- **Task prompt**:
Search the records below for the word "ScriptResult", then return every line where it appears.

Saved data entries
+ + + + + + +
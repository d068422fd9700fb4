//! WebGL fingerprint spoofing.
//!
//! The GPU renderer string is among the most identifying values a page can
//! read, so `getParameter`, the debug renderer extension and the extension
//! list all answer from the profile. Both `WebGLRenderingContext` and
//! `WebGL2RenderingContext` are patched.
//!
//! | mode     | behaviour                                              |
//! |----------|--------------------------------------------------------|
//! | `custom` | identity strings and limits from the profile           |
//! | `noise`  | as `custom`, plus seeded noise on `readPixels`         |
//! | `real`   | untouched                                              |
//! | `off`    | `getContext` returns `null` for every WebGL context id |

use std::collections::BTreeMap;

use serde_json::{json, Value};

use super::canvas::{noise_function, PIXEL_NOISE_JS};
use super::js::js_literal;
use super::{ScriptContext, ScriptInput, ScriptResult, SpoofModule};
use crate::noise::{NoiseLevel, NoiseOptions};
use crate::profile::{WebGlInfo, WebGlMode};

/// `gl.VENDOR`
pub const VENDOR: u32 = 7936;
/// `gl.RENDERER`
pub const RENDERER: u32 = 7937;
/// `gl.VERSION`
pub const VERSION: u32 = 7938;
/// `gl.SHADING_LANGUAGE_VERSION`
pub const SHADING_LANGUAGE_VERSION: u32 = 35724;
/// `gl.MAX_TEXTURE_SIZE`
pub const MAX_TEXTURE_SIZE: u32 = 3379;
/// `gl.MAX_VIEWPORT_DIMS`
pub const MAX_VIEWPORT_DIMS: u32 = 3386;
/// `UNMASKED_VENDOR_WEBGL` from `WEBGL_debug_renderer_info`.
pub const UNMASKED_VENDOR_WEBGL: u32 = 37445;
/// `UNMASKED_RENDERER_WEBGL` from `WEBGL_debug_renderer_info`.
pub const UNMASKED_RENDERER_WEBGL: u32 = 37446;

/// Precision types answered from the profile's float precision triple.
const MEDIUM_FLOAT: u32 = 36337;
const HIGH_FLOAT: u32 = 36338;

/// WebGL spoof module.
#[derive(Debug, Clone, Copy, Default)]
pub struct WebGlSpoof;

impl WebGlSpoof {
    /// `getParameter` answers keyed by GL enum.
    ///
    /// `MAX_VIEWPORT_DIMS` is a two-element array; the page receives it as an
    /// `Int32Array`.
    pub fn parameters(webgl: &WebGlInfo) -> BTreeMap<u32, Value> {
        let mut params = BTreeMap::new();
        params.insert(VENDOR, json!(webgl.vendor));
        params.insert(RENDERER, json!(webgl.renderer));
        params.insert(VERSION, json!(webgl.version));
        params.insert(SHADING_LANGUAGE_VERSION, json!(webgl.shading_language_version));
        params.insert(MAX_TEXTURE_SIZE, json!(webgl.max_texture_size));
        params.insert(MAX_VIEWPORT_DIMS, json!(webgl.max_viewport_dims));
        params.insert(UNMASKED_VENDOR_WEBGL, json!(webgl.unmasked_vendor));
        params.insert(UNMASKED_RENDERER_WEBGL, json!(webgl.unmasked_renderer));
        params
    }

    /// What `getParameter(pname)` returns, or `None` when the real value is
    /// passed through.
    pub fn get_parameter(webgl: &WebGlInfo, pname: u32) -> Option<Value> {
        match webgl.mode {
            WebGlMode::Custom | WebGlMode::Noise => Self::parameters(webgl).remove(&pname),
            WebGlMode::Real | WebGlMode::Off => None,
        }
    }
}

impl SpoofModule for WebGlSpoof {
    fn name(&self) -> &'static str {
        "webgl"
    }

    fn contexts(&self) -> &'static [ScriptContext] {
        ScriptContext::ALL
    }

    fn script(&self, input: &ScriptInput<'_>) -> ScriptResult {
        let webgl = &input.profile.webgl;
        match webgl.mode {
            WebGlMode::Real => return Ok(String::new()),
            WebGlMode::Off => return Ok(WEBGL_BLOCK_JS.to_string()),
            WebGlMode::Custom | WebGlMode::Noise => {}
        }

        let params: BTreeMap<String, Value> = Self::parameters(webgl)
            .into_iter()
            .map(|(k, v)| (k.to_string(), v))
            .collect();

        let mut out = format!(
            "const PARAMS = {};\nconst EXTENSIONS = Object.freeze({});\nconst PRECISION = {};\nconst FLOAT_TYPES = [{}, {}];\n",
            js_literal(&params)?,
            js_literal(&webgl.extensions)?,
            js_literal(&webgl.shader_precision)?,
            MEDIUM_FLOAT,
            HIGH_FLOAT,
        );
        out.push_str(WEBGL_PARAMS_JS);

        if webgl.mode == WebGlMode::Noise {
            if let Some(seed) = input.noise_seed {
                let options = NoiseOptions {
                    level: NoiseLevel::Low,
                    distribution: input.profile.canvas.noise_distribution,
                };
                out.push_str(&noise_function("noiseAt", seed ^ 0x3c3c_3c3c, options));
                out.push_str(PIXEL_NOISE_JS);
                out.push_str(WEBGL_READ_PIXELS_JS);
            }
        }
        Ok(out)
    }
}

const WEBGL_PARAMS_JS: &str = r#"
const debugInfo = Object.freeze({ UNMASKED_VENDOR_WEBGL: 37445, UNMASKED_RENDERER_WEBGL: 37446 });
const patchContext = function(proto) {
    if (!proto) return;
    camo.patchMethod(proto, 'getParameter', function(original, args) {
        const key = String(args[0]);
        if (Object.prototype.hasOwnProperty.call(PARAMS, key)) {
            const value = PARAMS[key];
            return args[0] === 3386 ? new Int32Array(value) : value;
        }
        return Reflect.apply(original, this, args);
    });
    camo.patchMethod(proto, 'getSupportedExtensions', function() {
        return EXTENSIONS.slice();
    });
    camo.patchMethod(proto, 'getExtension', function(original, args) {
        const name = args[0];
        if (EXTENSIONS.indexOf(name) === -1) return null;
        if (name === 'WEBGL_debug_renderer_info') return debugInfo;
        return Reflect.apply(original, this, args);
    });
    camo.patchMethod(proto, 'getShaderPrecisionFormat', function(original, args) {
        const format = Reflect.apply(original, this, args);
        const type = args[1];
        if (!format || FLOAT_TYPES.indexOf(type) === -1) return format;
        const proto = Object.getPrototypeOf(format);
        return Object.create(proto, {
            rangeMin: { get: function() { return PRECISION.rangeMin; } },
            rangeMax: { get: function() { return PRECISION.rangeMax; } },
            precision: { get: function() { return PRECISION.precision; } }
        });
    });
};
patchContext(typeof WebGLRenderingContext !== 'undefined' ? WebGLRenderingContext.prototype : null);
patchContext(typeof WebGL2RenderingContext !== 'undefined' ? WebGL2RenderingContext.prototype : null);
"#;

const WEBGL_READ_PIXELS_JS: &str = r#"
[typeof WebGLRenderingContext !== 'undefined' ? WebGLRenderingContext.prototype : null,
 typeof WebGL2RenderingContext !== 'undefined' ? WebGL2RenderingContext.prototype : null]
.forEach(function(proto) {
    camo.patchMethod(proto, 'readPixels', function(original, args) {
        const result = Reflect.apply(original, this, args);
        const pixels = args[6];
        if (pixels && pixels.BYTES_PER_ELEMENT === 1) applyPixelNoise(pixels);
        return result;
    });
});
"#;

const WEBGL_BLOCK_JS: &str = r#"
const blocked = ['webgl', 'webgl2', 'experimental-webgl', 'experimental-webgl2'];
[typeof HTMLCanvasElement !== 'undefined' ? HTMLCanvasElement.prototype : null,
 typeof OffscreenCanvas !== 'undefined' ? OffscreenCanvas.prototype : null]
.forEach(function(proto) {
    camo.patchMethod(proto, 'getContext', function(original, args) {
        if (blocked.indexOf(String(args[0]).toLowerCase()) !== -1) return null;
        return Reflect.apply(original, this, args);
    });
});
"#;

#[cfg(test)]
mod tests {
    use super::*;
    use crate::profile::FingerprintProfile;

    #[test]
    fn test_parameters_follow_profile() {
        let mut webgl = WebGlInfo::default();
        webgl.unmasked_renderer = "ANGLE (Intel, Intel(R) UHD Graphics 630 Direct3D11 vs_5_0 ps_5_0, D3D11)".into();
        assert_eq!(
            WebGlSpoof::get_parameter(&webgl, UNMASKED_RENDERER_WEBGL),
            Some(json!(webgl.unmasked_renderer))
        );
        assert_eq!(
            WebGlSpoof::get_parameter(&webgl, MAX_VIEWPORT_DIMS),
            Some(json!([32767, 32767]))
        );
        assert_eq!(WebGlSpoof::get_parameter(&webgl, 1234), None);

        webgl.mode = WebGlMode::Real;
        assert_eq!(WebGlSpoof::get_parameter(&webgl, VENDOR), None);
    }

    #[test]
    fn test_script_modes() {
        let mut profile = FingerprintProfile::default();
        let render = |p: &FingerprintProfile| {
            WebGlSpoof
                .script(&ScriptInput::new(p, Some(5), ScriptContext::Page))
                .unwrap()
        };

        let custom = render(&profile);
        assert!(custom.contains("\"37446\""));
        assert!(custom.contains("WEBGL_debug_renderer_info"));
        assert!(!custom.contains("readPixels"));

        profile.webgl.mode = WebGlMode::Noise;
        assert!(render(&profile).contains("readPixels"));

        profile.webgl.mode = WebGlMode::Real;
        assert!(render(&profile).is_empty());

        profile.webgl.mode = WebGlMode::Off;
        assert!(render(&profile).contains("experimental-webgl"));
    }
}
+ + + + + + +
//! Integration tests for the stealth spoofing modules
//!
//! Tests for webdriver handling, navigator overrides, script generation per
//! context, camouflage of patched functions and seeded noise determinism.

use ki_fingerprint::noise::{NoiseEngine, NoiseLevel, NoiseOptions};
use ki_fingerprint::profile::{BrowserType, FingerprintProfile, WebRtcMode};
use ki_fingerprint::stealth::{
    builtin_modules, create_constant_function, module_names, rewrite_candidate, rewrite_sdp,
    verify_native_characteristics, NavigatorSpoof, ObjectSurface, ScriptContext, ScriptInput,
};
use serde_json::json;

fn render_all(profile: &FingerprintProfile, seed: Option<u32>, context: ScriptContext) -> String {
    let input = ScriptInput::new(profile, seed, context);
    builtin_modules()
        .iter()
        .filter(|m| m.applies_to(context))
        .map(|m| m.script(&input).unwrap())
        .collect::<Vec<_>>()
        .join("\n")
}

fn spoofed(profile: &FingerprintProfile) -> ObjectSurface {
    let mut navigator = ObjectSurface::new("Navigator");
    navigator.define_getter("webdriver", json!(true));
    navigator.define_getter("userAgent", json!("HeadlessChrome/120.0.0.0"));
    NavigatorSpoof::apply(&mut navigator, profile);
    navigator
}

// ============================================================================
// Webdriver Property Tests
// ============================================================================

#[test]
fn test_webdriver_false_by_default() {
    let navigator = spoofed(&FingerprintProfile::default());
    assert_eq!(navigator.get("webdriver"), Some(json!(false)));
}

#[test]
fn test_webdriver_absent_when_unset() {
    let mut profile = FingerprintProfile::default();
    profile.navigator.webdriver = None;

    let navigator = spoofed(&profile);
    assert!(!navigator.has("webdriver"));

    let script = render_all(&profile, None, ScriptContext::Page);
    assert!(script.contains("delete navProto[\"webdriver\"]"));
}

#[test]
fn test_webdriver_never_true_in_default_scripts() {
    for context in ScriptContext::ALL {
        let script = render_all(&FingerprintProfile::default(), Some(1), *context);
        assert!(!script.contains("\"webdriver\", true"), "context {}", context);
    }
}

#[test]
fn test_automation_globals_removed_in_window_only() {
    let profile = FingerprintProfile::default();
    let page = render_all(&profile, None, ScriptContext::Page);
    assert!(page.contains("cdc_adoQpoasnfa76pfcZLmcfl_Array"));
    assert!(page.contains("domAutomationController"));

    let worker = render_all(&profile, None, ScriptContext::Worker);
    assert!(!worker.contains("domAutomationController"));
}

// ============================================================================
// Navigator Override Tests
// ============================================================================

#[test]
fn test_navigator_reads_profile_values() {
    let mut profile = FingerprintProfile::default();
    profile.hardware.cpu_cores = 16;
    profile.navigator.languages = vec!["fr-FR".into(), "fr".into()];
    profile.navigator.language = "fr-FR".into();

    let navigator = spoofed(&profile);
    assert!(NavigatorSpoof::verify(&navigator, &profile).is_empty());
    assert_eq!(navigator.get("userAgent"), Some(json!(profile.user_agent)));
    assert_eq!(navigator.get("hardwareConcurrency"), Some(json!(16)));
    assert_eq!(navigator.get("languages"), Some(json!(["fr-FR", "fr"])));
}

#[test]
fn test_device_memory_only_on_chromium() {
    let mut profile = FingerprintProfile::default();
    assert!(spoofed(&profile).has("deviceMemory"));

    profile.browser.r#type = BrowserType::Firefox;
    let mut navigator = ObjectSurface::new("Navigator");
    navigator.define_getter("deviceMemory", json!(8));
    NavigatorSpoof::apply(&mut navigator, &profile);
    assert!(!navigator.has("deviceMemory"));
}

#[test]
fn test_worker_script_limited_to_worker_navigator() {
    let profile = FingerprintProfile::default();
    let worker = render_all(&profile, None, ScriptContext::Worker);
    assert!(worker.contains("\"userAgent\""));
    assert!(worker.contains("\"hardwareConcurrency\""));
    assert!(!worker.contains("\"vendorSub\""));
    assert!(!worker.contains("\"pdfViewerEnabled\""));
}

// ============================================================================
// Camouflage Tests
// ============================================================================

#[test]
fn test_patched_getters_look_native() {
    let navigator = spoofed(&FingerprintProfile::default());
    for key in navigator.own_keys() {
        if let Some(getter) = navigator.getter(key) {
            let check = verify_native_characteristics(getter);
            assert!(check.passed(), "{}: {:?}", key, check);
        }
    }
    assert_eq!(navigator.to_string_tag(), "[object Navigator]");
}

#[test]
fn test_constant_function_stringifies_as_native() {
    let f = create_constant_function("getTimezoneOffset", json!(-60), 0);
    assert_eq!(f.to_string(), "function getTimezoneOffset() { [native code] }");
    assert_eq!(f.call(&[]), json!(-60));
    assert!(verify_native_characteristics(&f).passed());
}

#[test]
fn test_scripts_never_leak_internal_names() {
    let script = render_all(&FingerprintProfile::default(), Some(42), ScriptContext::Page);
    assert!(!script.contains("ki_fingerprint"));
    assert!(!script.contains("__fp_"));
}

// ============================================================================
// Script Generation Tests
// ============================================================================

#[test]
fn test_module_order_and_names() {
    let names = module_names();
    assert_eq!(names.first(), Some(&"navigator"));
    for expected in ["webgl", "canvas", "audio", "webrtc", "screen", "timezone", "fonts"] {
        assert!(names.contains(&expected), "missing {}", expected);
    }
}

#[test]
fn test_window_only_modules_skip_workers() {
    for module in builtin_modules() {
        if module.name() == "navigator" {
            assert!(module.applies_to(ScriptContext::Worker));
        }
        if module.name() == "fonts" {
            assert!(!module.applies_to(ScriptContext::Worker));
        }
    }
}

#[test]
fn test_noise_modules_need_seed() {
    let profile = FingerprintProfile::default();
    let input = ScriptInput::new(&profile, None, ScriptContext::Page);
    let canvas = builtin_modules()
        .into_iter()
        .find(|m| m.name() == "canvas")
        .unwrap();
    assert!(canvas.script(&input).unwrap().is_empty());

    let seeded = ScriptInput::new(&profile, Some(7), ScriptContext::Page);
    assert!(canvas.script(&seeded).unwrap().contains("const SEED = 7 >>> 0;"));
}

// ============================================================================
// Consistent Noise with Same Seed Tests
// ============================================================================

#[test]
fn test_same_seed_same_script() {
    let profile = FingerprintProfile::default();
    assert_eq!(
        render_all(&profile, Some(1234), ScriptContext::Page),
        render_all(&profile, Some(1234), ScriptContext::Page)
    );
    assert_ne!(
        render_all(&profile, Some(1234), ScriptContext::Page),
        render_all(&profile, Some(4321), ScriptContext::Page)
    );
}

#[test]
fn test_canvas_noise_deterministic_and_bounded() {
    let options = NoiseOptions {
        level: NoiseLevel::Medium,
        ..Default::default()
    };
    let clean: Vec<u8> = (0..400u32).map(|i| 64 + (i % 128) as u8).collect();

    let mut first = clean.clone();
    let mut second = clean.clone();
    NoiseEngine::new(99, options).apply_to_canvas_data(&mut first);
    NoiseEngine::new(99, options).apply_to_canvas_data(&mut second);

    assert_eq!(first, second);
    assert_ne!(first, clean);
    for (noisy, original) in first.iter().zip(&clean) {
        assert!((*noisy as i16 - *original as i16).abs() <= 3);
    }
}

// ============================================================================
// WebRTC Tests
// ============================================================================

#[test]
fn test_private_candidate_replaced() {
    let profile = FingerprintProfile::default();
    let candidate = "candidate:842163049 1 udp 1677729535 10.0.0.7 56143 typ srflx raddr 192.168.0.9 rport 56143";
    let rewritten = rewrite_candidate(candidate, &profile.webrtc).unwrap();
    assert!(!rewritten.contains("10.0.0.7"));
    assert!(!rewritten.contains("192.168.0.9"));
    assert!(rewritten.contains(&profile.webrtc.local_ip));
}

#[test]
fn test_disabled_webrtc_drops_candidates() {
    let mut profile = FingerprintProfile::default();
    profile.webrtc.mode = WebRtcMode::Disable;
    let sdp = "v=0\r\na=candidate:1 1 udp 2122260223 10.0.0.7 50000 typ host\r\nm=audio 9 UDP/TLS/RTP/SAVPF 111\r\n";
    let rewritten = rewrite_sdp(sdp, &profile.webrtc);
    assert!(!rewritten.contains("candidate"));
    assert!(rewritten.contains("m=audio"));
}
+ + + + + + +
- **Final answer**:
use super::{ScriptContext, ScriptInput, ScriptResult, SpoofModule};
    fn script(&self, input: &ScriptInput<'_>) -> ScriptResult {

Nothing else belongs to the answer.